Acabnews Bologna

“A fianco della resistenza di Afrin” [audio]

Presidio stamane in piazza del Nettuno contro Erdogan e in sostegno dei rivoluzionari curdi. Tra i manifestanti due internazionalisti che hanno combattuto con le Ypg: “Non è ammissibile stare a guardare”.

27 Gennaio 2018 - 16:11

Questa mattina un partecipato presidio in piazza del Nettuno ha protestato contro l’attacco dell’esercito turco al Rojava, nella Siria del Nord.

Scrivono Ya Basta, Tpo e Làbas: “Afrin, assieme a Kobane e Jazira, è uno dei tre cantoni del Rojava, una zona in cui dal 2012 i kurdi costruiscono un progetto di democrazia radicale, basato sull’autogoverno per realizzare l’uguaglianza e la piena giustizia sociale in quei territori. Il confederalismo democratico, che è l’intuizione filosofica dietro questo progetto, è stato pensato e teorizzato da Abdullah Ocalan (detenuto nelle carceri turche dal 1999), leader di questo movimento e del PKK, ritenuto erroneamente un’organizzazione terroristica. L’accusa di terrorismo al movimento kurdo è la giustificazione con cui il Presidente turco Erdogan si crede legittimato a bombardare il cantone di Afrin causando già decine di vittime civili”.
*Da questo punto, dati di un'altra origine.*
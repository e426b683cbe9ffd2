//! Read-only probes over load balancer resources.

use super::{get_backend_sets, get_load_balancers};
use crate::error::Result;
use crate::oci::OciClient;
use crate::pipeline::{apply_filters, FilterSet};

/// Return the number of load balancers in the compartment matching the
/// given filters.
pub async fn count_load_balancers(
    client: &OciClient,
    filters: Option<&FilterSet>,
    compartment_id: Option<&str>,
) -> Result<usize> {
    let compartment_id = client.compartment(compartment_id)?;
    let load_balancers = get_load_balancers(client, &compartment_id).await?;
    Ok(apply_filters(load_balancers, filters)?.len())
}

/// Return the number of backend sets behind the given load balancer
/// matching the given filters. The load balancer id falls back to the
/// profile default.
pub async fn count_backend_sets(
    client: &OciClient,
    filters: Option<&FilterSet>,
    load_balancer_id: Option<&str>,
) -> Result<usize> {
    let load_balancer_id = client.load_balancer(load_balancer_id)?;
    let backend_sets = get_backend_sets(client, &load_balancer_id).await?;
    Ok(apply_filters(backend_sets, filters)?.len())
}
Proseguono i collettivi: “Ma chi bisogna accusare di terrorismo? Non certo i kurdi, che da anni combattono contro l’Isis e contro ogni forma di fondamentalismo islamico, che hanno resistito a Kobane e liberato Raqqa, capitale del sedicente Stato Islamico! I veri terroristi sono invece coloro che da sempre supportano l’avanzata dell’estremismo religioso e sradicano il diritto alla libertà. Questo sta facendo il Governo turco, tramite le cosiddette “purghe” ha di fatto silenziato ogni forma di dissenso nel proprio Paese. La repressione e gli arresti di migliaia di amministratori, attivisti, giornalisti, accademici, avvocati, giudici, artisti e gli assedi nelle città del sud est della Turchia, delineano nuove forme di fascismo in Turchia. C’è anche una preoccupante complicità con la politica di violenza e terrorismo del Governo turco, ed è quella del silenzio della comunità internazionale e dell’Unione Europea, mute davanti alle immagini di queste ore che svelano l’uccisione indiscriminata e volontaria di civili”.
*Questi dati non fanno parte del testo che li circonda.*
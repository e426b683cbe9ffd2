//! Error taxonomy for actions and probes.
//!
//! Every failure an activity can surface maps to one variant here. None of
//! them are retried internally; the host experiment runner owns retry and
//! rollback policy.

use thiserror::Error;

/// Failure of a single action or probe invocation.
#[derive(Debug, Error)]
pub enum ActivityError {
    /// A required scope key (compartment, VCN, parent resource id) could not
    /// be resolved from the arguments or the loaded profile.
    #[error("a {0} is required, without one we cannot continue")]
    MissingScope(&'static str),

    /// The filter set named attributes that are not legal filter attributes
    /// for this resource kind. No partial filtering is performed.
    #[error("some requested filters are not valid {kind} attributes: {}", names.join(", "))]
    InvalidFilter {
        kind: &'static str,
        names: Vec<String>,
    },

    /// The fetch produced nothing to filter. Distinct from `NoMatch` so an
    /// operator can tell a wrong scope from a filter that found nothing.
    #[error("no {0} were found")]
    NoResources(&'static str),

    /// Filtering succeeded but left no candidates for a consumer that needs
    /// at least one target.
    #[error("no {0} matched the given filters")]
    NoMatch(&'static str),

    /// The profile file was missing, unreadable, or failed validation.
    #[error("OCI configuration error: {0}")]
    Config(String),

    /// The control plane rejected the request. Propagated untranslated.
    #[error("OCI API request failed: {status} {message}")]
    Api { status: u16, message: String },

    /// Transport-level failure from the underlying HTTP client.
    #[error("request transport error: {0}")]
    Transport(#[from] reqwest::Error),

    /// A response body that did not decode into the expected model.
    #[error("failed to decode OCI response: {0}")]
    Decode(#[from] serde_json::Error),
}

pub type Result<T> = std::result::Result<T, ActivityError>;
In piazza anche  e Nodo sociale antifascista, che scrive: “Oggi, schierarsi al fianco della rivoluzione del Rojava non è solo un fatto di solidarietà, ma è anche un modo per ribadire che non si potrà sconfiggere il fascismo crescente in Europa e nel mondo senza costruire autorganizzazione e autonomia sociale. Che non ci si potrà liberare dalla gerarchizzazione della società e dal neocolonialismo finanziario senza sviluppare ovunque percorsi concreti di alternativa politica e di rivoluzione sociale. Giù le mani da Afrin e dalla rivoluzione del Rojava!”.
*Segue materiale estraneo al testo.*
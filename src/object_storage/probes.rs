//! Read-only probes over object storage resources.

use super::{get_buckets, get_objects};
use crate::error::Result;
use crate::oci::OciClient;
use crate::pipeline::{apply_filters, FilterSet};

/// Return the number of buckets in the compartment matching the given
/// filters.
pub async fn count_buckets(
    client: &OciClient,
    filters: Option<&FilterSet>,
    namespace: &str,
    compartment_id: Option<&str>,
) -> Result<usize> {
    let compartment_id = client.compartment(compartment_id)?;
    let buckets = get_buckets(client, namespace, &compartment_id).await?;
    Ok(apply_filters(buckets, filters)?.len())
}

/// Return the number of objects in the bucket matching the given filters.
pub async fn count_objects(
    client: &OciClient,
    filters: Option<&FilterSet>,
    namespace: &str,
    bucket_name: &str,
) -> Result<usize> {
    let objects = get_objects(client, namespace, bucket_name).await?;
    Ok(apply_filters(objects, filters)?.len())
}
Tra i manifestanti anche due dei cinque italiani partiti dalla provincia di Torino, in questi anni, per combattere nella guerra contro lo Stato islamico-Isis in Siria (ieri intervenuti in una affollatissima iniziativa proprio a Vag61) firmatari di una lettera diffusa in questi giorni e letta durante la manifestazione: da Afrin, spiegano, “da sei anni la popolazione rifiuta tanto il potere del dittatore Assad quanto il dominio degli islamisti di Al-Qaeda o dell’Isis, opponendosi ai disegni di invasione del presidente islamista turco Erdogan. Afrin in questo momento resiste grazie alle Unità di Protezione del Popolo YPG curde e alle Forze Siriane Democratiche SDF in cui i curdi combattono assieme ad arabi e cristiani. Sono le stesse forze che hanno difeso Kobane e messo il primo argine all’Isis, per poi distruggerlo pezzo per pezzo fino alla liberazione di Raqqa. Il mondo intero deve essere grato ad Afrin e alle SDF-YPG per questo immane sforzo nell’interesse delle popolazioni della Siria, del medio oriente, dell’Europa e di tutto il pianeta. Oggi che un esercito Nato schiaccia nel sangue l’unico tentativo di liberazione femminile e popolare del medio oriente, non è ammissibile stare a guardare”. L’appello è firmato da Davide Grasso, Paolo Pachino, Cekdar Egid, Berxwedan Roj e Botan Baran.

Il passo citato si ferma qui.